> **Aim of the exercise**
I'd like every record written out again, exactly as it is.

> **Records for the task**
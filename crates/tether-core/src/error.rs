//! Error types for tether-core
//!
//! Rejections (`InvalidValue`, `Completion`, `DivergedValues`) are normal
//! transaction outcomes: the engine guarantees that when one is returned the
//! whole bound network is bit-for-bit unchanged. `DisjointnessViolation` and
//! the `Unknown*` variants indicate bookkeeping bugs, not user errors.

use crate::identity::{HookId, OwnerId};
use crate::value::Value;
use thiserror::Error;

/// Result type for tether-core operations
pub type Result<T> = std::result::Result<T, Error>;

/// Errors that can occur in tether-core
#[derive(Debug, Clone, Error)]
pub enum Error {
    /// Isolation validation rejected a candidate value
    ///
    /// This is the submission failure artifact: it names the offending
    /// component, carries the rejected value, and the rejecting owner's
    /// reason. No state was mutated.
    #[error("invalid value {value} for component \"{key}\": {reason}")]
    InvalidValue {
        /// The component the rejection was raised for
        key: String,
        /// The rejected value
        value: Value,
        /// The rejecting owner's reason
        reason: String,
    },

    /// The completion callback raised a domain error
    ///
    /// Fatal for the current transaction and surfaced unchanged; nothing
    /// was mutated.
    #[error("completion failed: {0}")]
    Completion(String),

    /// Operation on a hook that is not attached to any cell
    #[error("{0} is inactive (not attached to a nexus)")]
    InactiveHook(HookId),

    /// Activation of a hook that already has a cell
    #[error("{0} is already active")]
    AlreadyActive(HookId),

    /// Write attempted on a derived (read-only) hook
    #[error("{0} is read-only (derived)")]
    ReadOnlyHook(HookId),

    /// Detach on a hook whose cell contains no other hooks
    #[error("{0} is already isolated in its own nexus")]
    AlreadyIsolated(HookId),

    /// A submission revisited a cell that is mid-submission
    #[error("cycle detected: {0} is already part of an ongoing submission")]
    CycleDetected(HookId),

    /// Connect was asked to merge two fusion domains that already overlap
    ///
    /// Internal invariant breach: a hook belongs to exactly one cell, so two
    /// domains can only overlap after a prior bookkeeping bug.
    #[error("fusion domains of {a} and {b} are not disjoint")]
    DisjointnessViolation {
        /// Hook on the caller side
        a: HookId,
        /// Hook on the target side
        b: HookId,
    },

    /// Assert-equal connect on two cells holding different values
    #[error("cannot bind: values differ ({left} vs {right})")]
    DivergedValues {
        /// Value on the caller side
        left: Value,
        /// Value on the target side
        right: Value,
    },

    /// Hook ID not known to the engine
    #[error("unknown {0}")]
    UnknownHook(HookId),

    /// Owner ID not known to the engine
    #[error("unknown {0}")]
    UnknownOwner(OwnerId),

    /// Component key not declared by the owner
    #[error("{owner} has no component \"{key}\"")]
    UnknownComponent {
        /// The owner that was addressed
        owner: OwnerId,
        /// The unknown component key
        key: String,
    },

    /// Component key declared twice on the same owner
    #[error("{owner} already has a component \"{key}\"")]
    DuplicateComponent {
        /// The owner that was addressed
        owner: OwnerId,
        /// The duplicated component key
        key: String,
    },
}

impl Error {
    /// Check whether this error is a recoverable rejection (the transaction
    /// was aborted cleanly) as opposed to a caller or bookkeeping bug.
    pub fn is_rejection(&self) -> bool {
        matches!(
            self,
            Error::InvalidValue { .. } | Error::Completion(_) | Error::DivergedValues { .. }
        )
    }
}

// Compile-time check that Error is Send + Sync for thread-safe error propagation.
// This function is never called but will fail to compile if the bound is not satisfied.
fn _assert_error_send_sync<T: Send + Sync>() {}
fn _error_is_send_sync() {
    _assert_error_send_sync::<Error>();
}

#[cfg(test)]
mod tests {
    use super::*;

    #[test]
    fn test_error_display() {
        let err = Error::InvalidValue {
            key: "value".to_string(),
            value: Value::Int(-1),
            reason: "must be non-negative".to_string(),
        };
        assert_eq!(
            format!("{}", err),
            "invalid value -1 for component \"value\": must be non-negative"
        );

        let err = Error::InactiveHook(HookId::new(3));
        assert_eq!(format!("{}", err), "hook:3 is inactive (not attached to a nexus)");
    }

    #[test]
    fn test_error_rejection_classification() {
        assert!(Error::Completion("key not found".into()).is_rejection());
        assert!(!Error::UnknownHook(HookId::new(0)).is_rejection());
        assert!(!Error::DisjointnessViolation {
            a: HookId::new(0),
            b: HookId::new(1)
        }
        .is_rejection());
    }
}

> **Output of the exercise**
filename crates/tether-core/src/error.rs
//! Error types for tether-core
//!
//! Rejections (`InvalidValue`, `Completion`, `DivergedValues`) are normal
//! transaction outcomes: the engine guarantees that when one is returned the
//! whole bound network is bit-for-bit unchanged. `DisjointnessViolation` and
//! the `Unknown*` variants indicate bookkeeping bugs, not user errors.

use crate::identity::{HookId, OwnerId};
use crate::value::Value;
use thiserror::Error;

/// Result type for tether-core operations
pub type Result<T> = std::result::Result<T, Error>;

/// Errors that can occur in tether-core
#[derive(Debug, Clone, Error)]
pub enum Error {
    /// Isolation validation rejected a candidate value
    ///
    /// This is the submission failure artifact: it names the offending
    /// component, carries the rejected value, and the rejecting owner's
    /// reason. No state was mutated.
    #[error("invalid value {value} for component \"{key}\": {reason}")]
    InvalidValue {
        /// The component the rejection was raised for
        key: String,
        /// The rejected value
        value: Value,
        /// The rejecting owner's reason
        reason: String,
    },

    /// The completion callback raised a domain error
    ///
    /// Fatal for the current transaction and surfaced unchanged; nothing
    /// was mutated.
    #[error("completion failed: {0}")]
    Completion(String),

    /// Operation on a hook that is not attached to any cell
    #[error("{0} is inactive (not attached to a nexus)")]
    InactiveHook(HookId),

    /// Activation of a hook that already has a cell
    #[error("{0} is already active")]
    AlreadyActive(HookId),

    /// Write attempted on a derived (read-only) hook
    #[error("{0} is read-only (derived)")]
    ReadOnlyHook(HookId),

    /// Detach on a hook whose cell contains no other hooks
    #[error("{0} is already isolated in its own nexus")]
    AlreadyIsolated(HookId),

    /// A submission revisited a cell that is mid-submission
    #[error("cycle detected: {0} is already part of an ongoing submission")]
    CycleDetected(HookId),

    /// Connect was asked to merge two fusion domains that already overlap
    ///
    /// Internal invariant breach: a hook belongs to exactly one cell, so two
    /// domains can only overlap after a prior bookkeeping bug.
    #[error("fusion domains of {a} and {b} are not disjoint")]
    DisjointnessViolation {
        /// Hook on the caller side
        a: HookId,
        /// Hook on the target side
        b: HookId,
    },

    /// Assert-equal connect on two cells holding different values
    #[error("cannot bind: values differ ({left} vs {right})")]
    DivergedValues {
        /// Value on the caller side
        left: Value,
        /// Value on the target side
        right: Value,
    },

    /// Hook ID not known to the engine
    #[error("unknown {0}")]
    UnknownHook(HookId),

    /// Owner ID not known to the engine
    #[error("unknown {0}")]
    UnknownOwner(OwnerId),

    /// Component key not declared by the owner
    #[error("{owner} has no component \"{key}\"")]
    UnknownComponent {
        /// The owner that was addressed
        owner: OwnerId,
        /// The unknown component key
        key: String,
    },

    /// Component key declared twice on the same owner
    #[error("{owner} already has a component \"{key}\"")]
    DuplicateComponent {
        /// The owner that was addressed
        owner: OwnerId,
        /// The duplicated component key
        key: String,
    },
}

impl Error {
    /// Check whether this error is a recoverable rejection (the transaction
    /// was aborted cleanly) as opposed to a caller or bookkeeping bug.
    pub fn is_rejection(&self) -> bool {
        matches!(
            self,
            Error::InvalidValue { .. } | Error::Completion(_) | Error::DivergedValues { .. }
        )
    }
}

// Compile-time check that Error is Send + Sync for thread-safe error propagation.
// This function is never called but will fail to compile if the bound is not satisfied.
fn _assert_error_send_sync<T: Send + Sync>() {}
fn _error_is_send_sync() {
    _assert_error_send_sync::<Error>();
}

#[cfg(test)]
mod tests {
    use super::*;

    #[test]
    fn test_error_display() {
        let err = Error::InvalidValue {
            key: "value".to_string(),
            value: Value::Int(-1),
            reason: "must be non-negative".to_string(),
        };
        assert_eq!(
            format!("{}", err),
            "invalid value -1 for component \"value\": must be non-negative"
        );

        let err = Error::InactiveHook(HookId::new(3));
        assert_eq!(format!("{}", err), "hook:3 is inactive (not attached to a nexus)");
    }

    #[test]
    fn test_error_rejection_classification() {
        assert!(Error::Completion("key not found".into()).is_rejection());
        assert!(!Error::UnknownHook(HookId::new(0)).is_rejection());
        assert!(!Error::DisjointnessViolation {
            a: HookId::new(0),
            b: HookId::new(1)
        }
        .is_rejection());
    }
}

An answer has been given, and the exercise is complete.